▶ **Work required**
Your answer should be a single number: the count of lines in the material below that hold "message".

▶ **Exercise data**
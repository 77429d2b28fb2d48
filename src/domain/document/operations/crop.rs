// SPDX-License-Identifier: GPL-3.0-or-later
// src/domain/document/operations/crop.rs
//
// Crop operation domain model: display bounds to source pixels.

use serde::Serialize;

use crate::domain::geometry::{Rectangle, Region, rescale};

/// Maps display-space selection bounds into source-image space.
///
/// `scale_factor` is `source.width / displayed.width`.
#[must_use]
pub fn compute_source_region(bounds: &Rectangle, scale_factor: f32) -> Region {
    rescale(Region::from(*bounds), scale_factor)
}

/// Crop region in pixel coordinates.
///
/// Pure domain model - represents a rectangular region to crop.
/// No UI concerns, just data.
#[derive(Debug, Clone, Copy, PartialEq, Eq, Serialize)]
pub struct CropRegion {
    pub x: u32,
    pub y: u32,
    pub width: u32,
    pub height: u32,
}

impl CropRegion {
    pub fn new(x: u32, y: u32, width: u32, height: u32) -> Self {
        Self {
            x,
            y,
            width,
            height,
        }
    }

    /// Round a source-space region to whole pixels inside `(img_width, img_height)`.
    ///
    /// Returns `None` when nothing of the region overlaps the image.
    pub fn from_region(region: Region, (img_width, img_height): (u32, u32)) -> Option<Self> {
        #[allow(clippy::cast_precision_loss)]
        let (max_x, max_y) = (img_width as f32, img_height as f32);

        let left = region.x.round().clamp(0.0, max_x);
        let top = region.y.round().clamp(0.0, max_y);
        let right = (region.x + region.width).round().clamp(0.0, max_x);
        let bottom = (region.y + region.height).round().clamp(0.0, max_y);

        #[allow(clippy::cast_possible_truncation, clippy::cast_sign_loss)]
        let crop = Self::new(
            left as u32,
            top as u32,
            (right - left).max(0.0) as u32,
            (bottom - top).max(0.0) as u32,
        );
        crop.is_valid().then_some(crop)
    }

    pub fn as_tuple(&self) -> (u32, u32, u32, u32) {
        (self.x, self.y, self.width, self.height)
    }

    /// Check if region has valid dimensions.
    pub fn is_valid(&self) -> bool {
        self.width > 0 && self.height > 0
    }
}
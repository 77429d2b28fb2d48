// SPDX-License-Identifier: GPL-3.0-or-later
// src/app/mod.rs
//
// Cropper state, input, events and the selection view.

pub mod input;
pub mod message;
pub mod model;
pub mod observer;
pub mod view;

pub use input::{InputEvent, KeyCode, KeyEvent, KeyKind, PointerEvent, PointerKind};
pub use message::{CropEvent, EventKind, HandleDraw, SelectionDimensions, SelectionToolDraw};
pub use model::Cropper;
pub use observer::{EventBus, EventFilter, SubscriptionId};
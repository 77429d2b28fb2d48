// SPDX-License-Identifier: GPL-3.0-or-later
// src/error.rs
//
// Error type shared by the selection core, the exporter and configuration.

use thiserror::Error;

/// Errors reported by the crop selection library.
///
/// Geometry itself never fails: clamping is silent and reads on an inactive
/// selection return `None`. Errors are reserved for configuration that cannot
/// be honoured and for exports that have nothing to export.
#[derive(Error, Debug)]
pub enum CropError {
    /// Aspect ratio string is not of the form `W:H` with positive integers.
    #[error("Invalid aspect ratio '{value}': {reason}")]
    InvalidAspectRatio {
        /// The rejected input.
        value: String,
        /// Why it was rejected.
        reason: String,
    },

    /// A configuration option is out of range.
    #[error("Invalid configuration for '{option}': {reason}")]
    InvalidConfiguration {
        /// Name of the offending option.
        option: &'static str,
        /// Why it was rejected.
        reason: String,
    },

    /// An export was requested but no selection is active.
    #[error("No active selection")]
    InactiveSelection,

    /// An export was requested before any image was set.
    #[error("No image loaded")]
    NoImage,

    /// Image decoding or encoding failed.
    #[cfg(feature = "image")]
    #[error("Image error: {0}")]
    Image(#[from] image::ImageError),

    /// Reading a configuration file failed.
    #[error("I/O error: {0}")]
    Io(#[from] std::io::Error),

    /// Configuration file is not valid JSON for `CropperConfig`.
    #[error("Config parse error: {0}")]
    ConfigParse(#[from] serde_json::Error),
}

impl CropError {
    pub(crate) fn invalid_config(option: &'static str, reason: impl Into<String>) -> Self {
        Self::InvalidConfiguration {
            option,
            reason: reason.into(),
        }
    }

    /// Check if this error was raised while validating configuration.
    pub fn is_configuration_error(&self) -> bool {
        matches!(
            self,
            Self::InvalidAspectRatio { .. }
                | Self::InvalidConfiguration { .. }
                | Self::ConfigParse(_)
        )
    }
}

/// Result type using `CropError`.
pub type Result<T> = std::result::Result<T, CropError>;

▶ **Result of the task**
2